= Maitreya-nātha =

4th-century Buddhist philosopher

Maitreya-nātha (c. 270–350 CE) is a name whose use was pioneered by Buddhist scholars Erich Frauwallner, Giuseppe Tucci, and Hakuju Ui to distinguish one of the three founders of the Yogācāra school of Buddhist philosophy, along with Asanga and Vasubandhu. Some scholars believe this Maitreya to be a historical person in India who authored various Yogācāra texts known as the Maitreya corpus. The traditions themselves have held that it is referring to the bodhisattva Maitreya, the future buddha.

==Academic views==
Scholars are divided in opinion whether the name refers to a historical Buddhist author, possibly even a teacher of Asaṅga, or to the bodhisattva Maitreya (the future Buddha). Frauwallner, Tucci and Ui proposed that "Maitreya" referred to a historical figure, while Eric Obermiller and Fyodor Shcherbatskoy doubted this theory.

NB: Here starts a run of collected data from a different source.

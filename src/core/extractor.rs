use axum::{
    body::Body,
    extract::{rejection::JsonRejection, ConnectInfo, FromRequest, FromRequestParts, Request},
    http::request::Parts,
    response::{IntoResponse, Response},
    Json,
};
use serde::de::DeserializeOwned;
use std::net::SocketAddr;

use crate::core::error::AppError;
use crate::features::auth::model::AuthenticatedUser;

/// Custom JSON extractor that provides consistent error responses
pub struct AppJson<T>(pub T);

impl<T, S> FromRequest<S> for AppJson<T>
where
    T: DeserializeOwned,
    S: Send + Sync,
{
    type Rejection = AppJsonRejection;

    async fn from_request(req: Request<Body>, state: &S) -> Result<Self, Self::Rejection> {
        match Json::<T>::from_request(req, state).await {
            Ok(value) => Ok(Self(value.0)),
            Err(rejection) => Err(AppJsonRejection(rejection)),
        }
    }
}

pub struct AppJsonRejection(JsonRejection);

impl IntoResponse for AppJsonRejection {
    fn into_response(self) -> Response {
        let message = match self.0 {
            JsonRejection::JsonDataError(err) => format!("Invalid JSON data: {}", err),
            JsonRejection::JsonSyntaxError(err) => format!("Invalid JSON syntax: {}", err),
            JsonRejection::MissingJsonContentType(err) => {
                format!("Missing JSON content type: {}", err)
            }
            _ => "Failed to parse JSON body".to_string(),
        };

        AppError::BadRequest(message).into_response()
    }
}

impl<S> FromRequestParts<S> for AuthenticatedUser
where
    S: Send + Sync,
{
    type Rejection = AppError;

    async fn from_request_parts(parts: &mut Parts, _state: &S) -> Result<Self, Self::Rejection> {
        parts
            .extensions
            .get::<AuthenticatedUser>()
            .cloned()
            .ok_or_else(|| AppError::Unauthorized("Authentication required".to_string()))
    }
}

/// Best-effort client address for the activity log.
///
/// Takes the first `X-Forwarded-For` hop, then `X-Real-IP`, then the socket peer.
pub struct ClientIp(pub String);

impl<S> FromRequestParts<S> for ClientIp
where
    S: Send + Sync,
{
    type Rejection = std::convert::Infallible;

    async fn from_request_parts(parts: &mut Parts, _state: &S) -> Result<Self, Self::Rejection> {
        let header = |name: &str| {
            parts
                .headers
                .get(name)
                .and_then(|v| v.to_str().ok())
                .map(|v| v.to_string())
        };

        let ip = header("x-forwarded-for")
            .and_then(|v| v.split(',').next().map(|s| s.trim().to_string()))
            .filter(|s| !s.is_empty())
            .or_else(|| header("x-real-ip"))
            .or_else(|| {
                parts
                    .extensions
                    .get::<ConnectInfo<SocketAddr>>()
                    .map(|ConnectInfo(addr)| addr.ip().to_string())
            })
            .unwrap_or_else(|| "unknown".to_string());

        Ok(ClientIp(ip))
    }
}
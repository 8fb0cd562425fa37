mod log_dto;

pub use log_dto::LogQuery;
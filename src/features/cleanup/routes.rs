use axum::{routing::post, Router};
use std::sync::Arc;

use crate::features::cleanup::handlers::{continue_cleanup, start_cleanup};
use crate::features::cleanup::services::CleanupService;

/// Create routes for the cleanup feature
pub fn routes(service: Arc<CleanupService>) -> Router {
    Router::new()
        .route("/api/admin/cleanup", post(start_cleanup))
        .route("/api/admin/cleanup/{task_id}", post(continue_cleanup))
        .with_state(service)
}

#[cfg(test)]
mod tests {
    use super::*;
    use crate::core::config::ProcessingConfig;
    use crate::features::activity_logs::ActivityLogService;
    use crate::features::files::services::FileRepository;
    use crate::features::settings::{Settings, SettingsService};
    use crate::features::tasks::TaskService;
    use crate::shared::test_helpers::{create_user, with_user};
    use axum::http::StatusCode;
    use axum_test::TestServer;

    #[tokio::test]
    async fn test_cleanup_requires_administrator() {
        let pool = crate::core::database::lazy_test_pool();
        let service = Arc::new(CleanupService::new(
            Arc::new(FileRepository::new(pool.clone(), true)),
            Arc::new(TaskService::new(pool.clone())),
            SettingsService::for_tests(Settings::defaults("/tmp/secure-test")),
            Arc::new(ActivityLogService::new(pool)),
            &ProcessingConfig::default(),
        ));
        let editor = create_user("42", &["editor"]);
        let server = TestServer::new(with_user(routes(service), editor)).unwrap();

        server
            .post("/api/admin/cleanup")
            .await
            .assert_status(StatusCode::FORBIDDEN);
        server
            .post("/api/admin/cleanup/cleanup_1")
            .await
            .assert_status(StatusCode::FORBIDDEN);
    }
}
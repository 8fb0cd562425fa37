pub mod dtos;
pub mod handlers;
pub mod mime;
pub mod models;
pub mod routes;
pub mod services;

pub use routes::routes;
pub use services::{FileRepository, FileService, UploadService};
use std::sync::Arc;

use axum::{
    extract::{Query, State},
    response::Response,
    Json,
};
use validator::Validate;

use crate::core::error::{AppError, Result};
use crate::core::extractor::{AppJson, ClientIp};
use crate::features::auth::guards::MaybeUser;
use crate::features::auth::model::AuthenticatedUser;
use crate::features::downloads::dtos::{DownloadLinkDto, DownloadQuery, IssueTokenDto};
use crate::features::downloads::services::DownloadService;
use crate::shared::types::ApiResponse;

/// Download a decrypted file
///
/// Requires a signed-in user holding one of the allowed roles, plus either a valid
/// `file` + `token` pair or an encrypted `ref`.
#[utoipa::path(
    get,
    path = "/download",
    params(DownloadQuery),
    responses(
        (status = 200, description = "Decrypted file content", content_type = "application/octet-stream"),
        (status = 400, description = "Invalid or missing file parameter"),
        (status = 403, description = "Role not allowed or invalid token"),
        (status = 404, description = "File not found"),
        (status = 410, description = "Download link expired"),
        (status = 500, description = "Decryption failed")
    ),
    tag = "downloads",
    security(
        ("bearer_auth" = [])
    )
)]
pub async fn download_file(
    MaybeUser(user): MaybeUser,
    ClientIp(ip): ClientIp,
    State(service): State<Arc<DownloadService>>,
    Query(query): Query<DownloadQuery>,
) -> Result<Response> {
    service.handle_download(user.as_ref(), &query, &ip).await
}

/// Issue a download token and link for a stored file
#[utoipa::path(
    post,
    path = "/api/files/download-token",
    request_body = IssueTokenDto,
    responses(
        (status = 200, description = "Download link issued", body = ApiResponse<DownloadLinkDto>),
        (status = 400, description = "Invalid file parameter"),
        (status = 401, description = "Unauthorized"),
        (status = 403, description = "Role not allowed"),
        (status = 404, description = "File not found")
    ),
    tag = "downloads",
    security(
        ("bearer_auth" = [])
    )
)]
pub async fn issue_download_token(
    user: AuthenticatedUser,
    State(service): State<Arc<DownloadService>>,
    AppJson(dto): AppJson<IssueTokenDto>,
) -> Result<Json<ApiResponse<DownloadLinkDto>>> {
    dto.validate()
        .map_err(|e| AppError::Validation(format!("Invalid request: {}", e)))?;

    let link = service.issue_token(&user, &dto.file).await?;
    Ok(Json(ApiResponse::success(Some(link), None, None)))
}
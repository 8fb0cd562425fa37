mod activity_log_service;

pub use activity_log_service::{to_csv, ActivityLogService};
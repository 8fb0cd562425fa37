use serde::{Deserialize, Serialize};
use utoipa::{IntoParams, ToSchema};

use crate::shared::constants::{DEFAULT_PAGE_SIZE, MAX_PAGE_SIZE};

#[derive(Debug, Serialize, Deserialize, ToSchema)]
pub struct ApiResponse<T> {
    pub success: bool,
    pub data: Option<T>,
    pub message: Option<String>,
    pub meta: Option<Meta>,
    pub errors: Option<Vec<String>>,
}

#[derive(Debug, Serialize, Deserialize, ToSchema)]
pub struct Meta {
    pub total: i64,
    #[serde(skip_serializing_if = "Option::is_none")]
    pub page: Option<i64>,
    #[serde(skip_serializing_if = "Option::is_none")]
    pub page_size: Option<i64>,
}

impl Meta {
    pub fn total(total: i64) -> Self {
        Self {
            total,
            page: None,
            page_size: None,
        }
    }

    pub fn paged(total: i64, query: &PaginationQuery) -> Self {
        Self {
            total,
            page: Some(query.page.max(1)),
            page_size: Some(query.limit()),
        }
    }
}

// =============================================================================
// PAGINATION
// =============================================================================

/// Standard pagination query parameters for list endpoints.
#[derive(Debug, Clone, Deserialize, IntoParams)]
pub struct PaginationQuery {
    /// Page number (1-indexed, default: 1)
    #[serde(default = "default_page")]
    #[param(minimum = 1)]
    pub page: i64,

    /// Number of items per page (default: 20, max: 100)
    #[serde(default = "default_page_size")]
    #[param(minimum = 1, maximum = 100)]
    pub page_size: i64,
}

fn default_page() -> i64 {
    1
}

fn default_page_size() -> i64 {
    DEFAULT_PAGE_SIZE
}

impl Default for PaginationQuery {
    fn default() -> Self {
        Self {
            page: 1,
            page_size: DEFAULT_PAGE_SIZE,
        }
    }
}

impl PaginationQuery {
    /// Calculate SQL OFFSET from page number
    pub fn offset(&self) -> i64 {
        (self.page.max(1) - 1) * self.limit()
    }

    /// Get clamped page_size (respects MAX_PAGE_SIZE)
    pub fn limit(&self) -> i64 {
        self.page_size.clamp(1, MAX_PAGE_SIZE)
    }
}

// =============================================================================
// TIME UNITS
// =============================================================================

/// Unit for administrator-configured intervals (link expiry, cleanup age)
#[derive(Debug, Clone, Copy, PartialEq, Eq, Serialize, Deserialize, ToSchema)]
#[serde(rename_all = "lowercase")]
pub enum TimeUnit {
    Minutes,
    Hours,
    Days,
}

impl TimeUnit {
    pub fn seconds(&self) -> i64 {
        match self {
            TimeUnit::Minutes => 60,
            TimeUnit::Hours => 60 * 60,
            TimeUnit::Days => 24 * 60 * 60,
        }
    }

    /// `interval × unit` as a chrono duration
    pub fn duration(&self, interval: u32) -> chrono::Duration {
        chrono::Duration::seconds(i64::from(interval) * self.seconds())
    }
}

impl std::fmt::Display for TimeUnit {
    fn fmt(&self, f: &mut std::fmt::Formatter<'_>) -> std::fmt::Result {
        match self {
            TimeUnit::Minutes => write!(f, "minutes"),
            TimeUnit::Hours => write!(f, "hours"),
            TimeUnit::Days => write!(f, "days"),
        }
    }
}

impl<T> ApiResponse<T> {
    pub fn success(data: Option<T>, message: Option<String>, meta: Option<Meta>) -> Self {
        Self {
            success: true,
            data,
            message,
            meta,
            errors: None,
        }
    }

    pub fn error(message: Option<String>, errors: Option<Vec<String>>) -> ApiResponse<()> {
        ApiResponse {
            success: false,
            data: None,
            message,
            meta: None,
            errors,
        }
    }
}

#[cfg(test)]
mod tests {
    use super::*;

    #[test]
    fn test_pagination_offsets() {
        let q = PaginationQuery {
            page: 3,
            page_size: 20,
        };
        assert_eq!(q.offset(), 40);
        assert_eq!(q.limit(), 20);

        let clamped = PaginationQuery {
            page: 0,
            page_size: 1000,
        };
        assert_eq!(clamped.offset(), 0);
        assert_eq!(clamped.limit(), MAX_PAGE_SIZE);
    }

    #[test]
    fn test_time_unit_duration() {
        assert_eq!(TimeUnit::Minutes.duration(90), chrono::Duration::minutes(90));
        assert_eq!(TimeUnit::Hours.duration(2), chrono::Duration::hours(2));
        assert_eq!(TimeUnit::Days.duration(30), chrono::Duration::days(30));
    }

    #[test]
    fn test_time_unit_serde() {
        assert_eq!(serde_json::to_string(&TimeUnit::Days).unwrap(), "\"days\"");
        let unit: TimeUnit = serde_json::from_str("\"hours\"").unwrap();
        assert_eq!(unit, TimeUnit::Hours);
        assert!(serde_json::from_str::<TimeUnit>("\"weeks\"").is_err());
    }
}
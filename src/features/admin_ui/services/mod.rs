mod admin_page_service;

pub use admin_page_service::*;
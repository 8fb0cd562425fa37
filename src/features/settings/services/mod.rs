mod settings_service;

pub use settings_service::SettingsService;
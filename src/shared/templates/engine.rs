use minijinja::{AutoEscape, Environment};
use serde::Serialize;
use std::sync::OnceLock;
use thiserror::Error;

use crate::core::error::AppError;

/// Global template environment
static TEMPLATE_ENV: OnceLock<Environment<'static>> = OnceLock::new();

const TEMPLATES: &[(&str, &str)] = &[
    (
        "admin/base.html.jinja",
        include_str!("../../../templates/admin/base.html.jinja"),
    ),
    (
        "admin/pagination.html.jinja",
        include_str!("../../../templates/admin/pagination.html.jinja"),
    ),
    (
        "admin/settings.html.jinja",
        include_str!("../../../templates/admin/settings.html.jinja"),
    ),
    (
        "admin/files.html.jinja",
        include_str!("../../../templates/admin/files.html.jinja"),
    ),
    (
        "admin/logs.html.jinja",
        include_str!("../../../templates/admin/logs.html.jinja"),
    ),
    (
        "admin/instructions.html.jinja",
        include_str!("../../../templates/admin/instructions.html.jinja"),
    ),
];

/// Errors that can occur during template operations
#[derive(Debug, Error)]
pub enum TemplateError {
    #[error("Template '{0}' not found")]
    NotFound(String),

    #[error("Failed to render template: {0}")]
    RenderError(String),
}

impl From<TemplateError> for AppError {
    fn from(e: TemplateError) -> Self {
        tracing::error!("Template error: {}", e);
        AppError::Internal(e.to_string())
    }
}

fn init_environment() -> Environment<'static> {
    let mut env = Environment::new();
    // Every template is HTML, whatever the `.jinja` suffix suggests
    env.set_auto_escape_callback(|_| AutoEscape::Html);

    for (name, source) in TEMPLATES {
        if let Err(e) = env.add_template(name, source) {
            tracing::warn!("Failed to load template {}: {}", name, e);
        } else {
            tracing::debug!("Loaded template: {}", name);
        }
    }
    env
}

fn get_environment() -> &'static Environment<'static> {
    TEMPLATE_ENV.get_or_init(init_environment)
}

/// Render a template with any serializable context.
pub fn render_template<S: Serialize>(template_name: &str, ctx: S) -> Result<String, TemplateError> {
    let template = get_environment()
        .get_template(template_name)
        .map_err(|_| TemplateError::NotFound(template_name.to_string()))?;

    template
        .render(ctx)
        .map_err(|e| TemplateError::RenderError(e.to_string()))
}

pub fn template_exists(template_name: &str) -> bool {
    get_environment().get_template(template_name).is_ok()
}

#[cfg(test)]
mod tests {
    use super::*;
    use minijinja::context;

    #[test]
    fn test_all_templates_load() {
        for (name, _) in TEMPLATES {
            assert!(template_exists(name), "{name} failed to load");
        }
    }

    #[test]
    fn test_unknown_template() {
        assert!(matches!(
            render_template("admin/nope.html.jinja", context! {}),
            Err(TemplateError::NotFound(_))
        ));
    }

    #[test]
    fn test_output_is_html_escaped() {
        let html = render_template(
            "admin/instructions.html.jinja",
            context! {
                title => "<script>",
                active => "instructions",
                base_url => "https://forms.example.org",
                allowed_roles => vec!["administrator"],
            },
        )
        .unwrap();
        assert!(html.contains("&lt;script&gt;"));
        assert!(!html.contains("<title><script>"));
    }
}
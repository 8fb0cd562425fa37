pub mod dtos;
pub mod handlers;
pub mod models;
pub mod routes;
pub mod services;

pub use routes::routes;
pub use services::{ChunkProcessor, TaskService};
use utoipa::openapi::security::{HttpAuthScheme, HttpBuilder, SecurityScheme};
use utoipa::{Modify, OpenApi};

use crate::features::activity_logs::{handlers as logs_handlers, models as logs_models};
use crate::features::admin_ui::handlers as admin_ui_handlers;
use crate::features::auth;
use crate::features::cleanup::{dtos as cleanup_dtos, handlers as cleanup_handlers};
use crate::features::downloads::{dtos as downloads_dtos, handlers as downloads_handlers};
use crate::features::files::{
    dtos as files_dtos, handlers as files_handlers, models as files_models,
};
use crate::features::settings::{
    dtos as settings_dtos, handlers as settings_handlers, models as settings_models,
};
use crate::features::tasks::{
    dtos as tasks_dtos, handlers as tasks_handlers, models as tasks_models,
};
use crate::shared::types::{ApiResponse, Meta, TimeUnit};

#[derive(OpenApi)]
#[openapi(
    paths(
        // Auth
        auth::handler::get_me,
        // Files
        files_handlers::intercept_uploads,
        files_handlers::upload_file,
        files_handlers::list_files,
        files_handlers::get_submission_files,
        // Downloads
        downloads_handlers::download_file,
        downloads_handlers::issue_download_token,
        // Tasks
        tasks_handlers::process_chunk,
        tasks_handlers::get_task_status,
        tasks_handlers::cancel_task,
        // Settings (administrator)
        settings_handlers::get_settings,
        settings_handlers::update_settings,
        settings_handlers::reset_settings,
        // Cleanup (administrator)
        cleanup_handlers::start_cleanup,
        cleanup_handlers::continue_cleanup,
        // Activity log (administrator)
        logs_handlers::list_logs,
        logs_handlers::export_logs,
        // Admin pages
        admin_ui_handlers::settings_page,
        admin_ui_handlers::files_page,
        admin_ui_handlers::logs_page,
        admin_ui_handlers::instructions_page,
    ),
    components(
        schemas(
            // Shared
            Meta,
            TimeUnit,
            // Auth
            auth::dto::MeResponseDto,
            auth::model::AuthenticatedUser,
            ApiResponse<auth::dto::MeResponseDto>,
            // Files
            files_dtos::UploadedPaths,
            files_dtos::InterceptUploadDto,
            files_dtos::InterceptResponseDto,
            files_dtos::UploadFileDto,
            files_dtos::UploadResultDto,
            files_dtos::SecureFileDto,
            files_models::CipherMode,
            files_models::FileStatus,
            ApiResponse<files_dtos::InterceptResponseDto>,
            ApiResponse<files_dtos::UploadResultDto>,
            ApiResponse<Vec<files_dtos::SecureFileDto>>,
            // Downloads
            downloads_dtos::IssueTokenDto,
            downloads_dtos::DownloadLinkDto,
            ApiResponse<downloads_dtos::DownloadLinkDto>,
            // Tasks
            tasks_dtos::TaskState,
            tasks_dtos::TaskStatusDto,
            tasks_dtos::ProcessChunkDto,
            tasks_dtos::QueuedTaskDto,
            tasks_models::TaskKind,
            tasks_models::TaskStatus,
            ApiResponse<tasks_dtos::TaskStatusDto>,
            // Settings
            settings_models::Settings,
            settings_models::EnabledForms,
            settings_models::AllForms,
            settings_dtos::UpdateSettingsDto,
            settings_dtos::DirectoryMigrationDto,
            settings_dtos::SettingsSaveResultDto,
            ApiResponse<settings_models::Settings>,
            ApiResponse<settings_dtos::SettingsSaveResultDto>,
            // Cleanup
            cleanup_dtos::SweepReportDto,
            // Activity log
            logs_models::ActivityLog,
            ApiResponse<Vec<logs_models::ActivityLog>>,
        )
    ),
    tags(
        (name = "auth", description = "Current user"),
        (name = "files", description = "Upload interception, direct uploads and file listings"),
        (name = "downloads", description = "Authorized decrypting downloads"),
        (name = "tasks", description = "Chunked encryption tasks"),
        (name = "settings", description = "Plugin settings"),
        (name = "cleanup", description = "Expired upload removal"),
        (name = "logs", description = "Activity log"),
        (name = "admin", description = "Administration pages"),
    ),
    modifiers(&SecurityAddon),
    info(
        title = "Secure Form Uploads API",
        version = "0.1.0",
        description = "Encrypts form uploads at rest and serves them through authorized downloads",
    )
)]
pub struct ApiDoc;

/// Adds Bearer JWT security scheme to OpenAPI spec
struct SecurityAddon;

impl Modify for SecurityAddon {
    fn modify(&self, openapi: &mut utoipa::openapi::OpenApi) {
        if let Some(components) = openapi.components.as_mut() {
            components.add_security_scheme(
                "bearer_auth",
                SecurityScheme::Http(
                    HttpBuilder::new()
                        .scheme(HttpAuthScheme::Bearer)
                        .bearer_format("JWT")
                        .build(),
                ),
            );
        }
    }
}

/// Modifier to override OpenAPI info from config
pub struct SwaggerInfoModifier {
    pub title: String,
    pub version: String,
    pub description: String,
}

impl Modify for SwaggerInfoModifier {
    fn modify(&self, openapi: &mut utoipa::openapi::OpenApi) {
        openapi.info.title = self.title.clone();
        openapi.info.version = self.version.clone();
        openapi.info.description = Some(self.description.clone());
    }
}

#[cfg(test)]
mod tests {
    use super::*;

    #[test]
    fn test_openapi_lists_download_and_intercept_paths() {
        let doc = ApiDoc::openapi();
        assert!(doc.paths.paths.contains_key("/download"));
        assert!(doc.paths.paths.contains_key("/api/uploads/intercept"));
        assert!(doc.paths.paths.contains_key("/api/admin/cleanup/{task_id}"));
    }

    #[test]
    fn test_bearer_scheme_registered() {
        let doc = ApiDoc::openapi();
        let components = doc.components.expect("components present");
        assert!(components.security_schemes.contains_key("bearer_auth"));
    }

    #[test]
    fn test_swagger_info_modifier_overrides_title() {
        let mut doc = ApiDoc::openapi();
        SwaggerInfoModifier {
            title: "Uploads".to_string(),
            version: "9.9.9".to_string(),
            description: "d".to_string(),
        }
        .modify(&mut doc);
        assert_eq!(doc.info.title, "Uploads");
        assert_eq!(doc.info.version, "9.9.9");
    }
}
use std::collections::BTreeMap;
use std::path::{Path, PathBuf};
use std::sync::Arc;

use base64::engine::general_purpose::STANDARD as B64;
use base64::Engine;
use tokio::io::{AsyncReadExt, AsyncWriteExt};

use crate::core::error::{AppError, Result};
use crate::features::activity_logs::{ActivityLogService, CreateActivityLog};
use crate::features::auth::model::AuthenticatedUser;
use crate::features::downloads::dtos::DownloadLinkDto;
use crate::features::downloads::DownloadService;
use crate::features::files::dtos::{
    InterceptResponseDto, InterceptUploadDto, UploadResultDto, UploadedPaths,
};
use crate::features::files::mime::{detect_mime, is_mime_type_allowed, SNIFF_LEN};
use crate::features::files::models::{CipherMode, CreateSecureFile};
use crate::features::files::services::FileRepository;
use crate::features::settings::{Settings, SettingsService};
use crate::features::tasks::dtos::QueuedTaskDto;
use crate::features::tasks::models::FileTaskPayload;
use crate::features::tasks::ChunkProcessor;
use crate::modules::crypto::{encode_blob, encrypt_whole, FileKey};
use crate::modules::storage::{
    generate_stored_name, move_file, remove_if_exists, resolve_within, PrivateStorage,
};
use crate::shared::constants::{LOG_ACTION_ERROR, LOG_ACTION_UPLOAD};
use crate::shared::validation::{extension_of, sanitize_filename};

/// Who uploaded, and for which form submission
#[derive(Debug, Clone, Copy)]
pub struct UploadContext<'a> {
    pub form_id: Option<i64>,
    pub submission_id: Option<i64>,
    pub user: &'a AuthenticatedUser,
    pub ip: &'a str,
}
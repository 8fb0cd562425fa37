pub mod activity_logs;
pub mod admin_ui;
pub mod auth;
pub mod cleanup;
pub mod downloads;
pub mod files;
pub mod settings;
pub mod tasks;
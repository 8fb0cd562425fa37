//! Host resource probe for chunked processing.
//!
//! A chunk-processing request compares the process RSS against a fraction of the
//! detected memory limit (cgroup limit when present, otherwise total memory) and its
//! own elapsed time against a soft budget. When either is exceeded the task is paused
//! and the client retries later.

use std::time::{Duration, Instant};

use sysinfo::{ProcessesToUpdate, System};

use crate::core::config::ProcessingConfig;

/// Below this memory limit the host is treated as constrained.
pub const LOW_RESOURCE_THRESHOLD: u64 = 256 * 1024 * 1024;
pub const LOW_RESOURCE_CHUNK_SIZE: usize = 512 * 1024;
pub const LOW_RESOURCE_MEMORY_FRACTION: f64 = 0.5;
pub const LOW_RESOURCE_TIME_BUDGET: Duration = Duration::from_secs(15);

#[derive(Debug, Clone)]
pub struct ResourceProfile {
    pub memory_limit_bytes: u64,
    pub low_resource: bool,
    pub memory_fraction: f64,
    pub time_budget: Duration,
}

impl ResourceProfile {
    /// Probe the host once.
    pub fn detect(config: &ProcessingConfig) -> Self {
        let mut sys = System::new();
        sys.refresh_memory();

        let limit = sys
            .cgroup_limits()
            .map(|c| c.total_memory)
            .filter(|&m| m > 0)
            .unwrap_or_else(|| sys.total_memory());

        let profile = Self::from_limit(limit, config);
        tracing::info!(
            "Resource profile: memory_limit={}MiB low_resource={} fraction={} budget={:?}",
            profile.memory_limit_bytes / (1024 * 1024),
            profile.low_resource,
            profile.memory_fraction,
            profile.time_budget
        );
        profile
    }

    pub fn from_limit(memory_limit_bytes: u64, config: &ProcessingConfig) -> Self {
        // A zero limit means detection failed; do not treat that as constrained.
        let low_resource = memory_limit_bytes > 0 && memory_limit_bytes < LOW_RESOURCE_THRESHOLD;
        if low_resource {
            Self {
                memory_limit_bytes,
                low_resource,
                memory_fraction: config.memory_fraction.min(LOW_RESOURCE_MEMORY_FRACTION),
                time_budget: config.batch_time_budget.min(LOW_RESOURCE_TIME_BUDGET),
            }
        } else {
            Self {
                memory_limit_bytes,
                low_resource,
                memory_fraction: config.memory_fraction,
                time_budget: config.batch_time_budget,
            }
        }
    }

    /// Chunk size to use for new tasks given the configured one.
    pub fn effective_chunk_size(&self, configured: usize) -> usize {
        if self.low_resource {
            configured.min(LOW_RESOURCE_CHUNK_SIZE)
        } else {
            configured
        }
    }

    pub fn memory_ceiling(&self) -> u64 {
        (self.memory_limit_bytes as f64 * self.memory_fraction) as u64
    }
}

/// Per-request watchdog started when a chunk call begins.
pub struct ResourceGuard {
    profile: ResourceProfile,
    started: Instant,
}

impl ResourceGuard {
    pub fn start(profile: ResourceProfile) -> Self {
        Self {
            profile,
            started: Instant::now(),
        }
    }

    pub fn is_low_resource(&self) -> bool {
        self.profile.low_resource
    }

    /// Check current RSS and elapsed time against the profile.
    pub fn should_pause(&self) -> bool {
        self.exceeds(current_rss(), self.started.elapsed())
    }

    pub fn exceeds(&self, rss_bytes: u64, elapsed: Duration) -> bool {
        if elapsed >= self.profile.time_budget {
            return true;
        }
        self.profile.memory_limit_bytes > 0 && rss_bytes > self.profile.memory_ceiling()
    }
}

fn current_rss() -> u64 {
    let Ok(pid) = sysinfo::get_current_pid() else {
        return 0;
    };
    let mut sys = System::new();
    sys.refresh_processes(ProcessesToUpdate::Some(&[pid]), false);
    sys.process(pid).map(|p| p.memory()).unwrap_or(0)
}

=== Three Yogācāra texts as possibly the works of a single author ===
Modern scholars argue that many of the various texts traditionally attributed to Maitreya (and supposedly revealed to Asanga) like the Abhisamayalankara and the Ratnagotravibhaga are actually later post-Asanga texts. However, some scholars like Gareth Sparham use the name Maitreya to refer to the author of "three Maitreya texts", all which seem to be by the same author. This Maitreya Corpus comprises the following texts:

- the Mahāyānasūtrālamkārakarika (Verses on the Ornament of the Mahāyāna Sūtras) and its commentary,
- the Dharmadharmatāvibhāga (Distinguishing Dharmata from the dharmas)
- the Madhyāntavibhāga (Distinguishing the Middle from the Extremes)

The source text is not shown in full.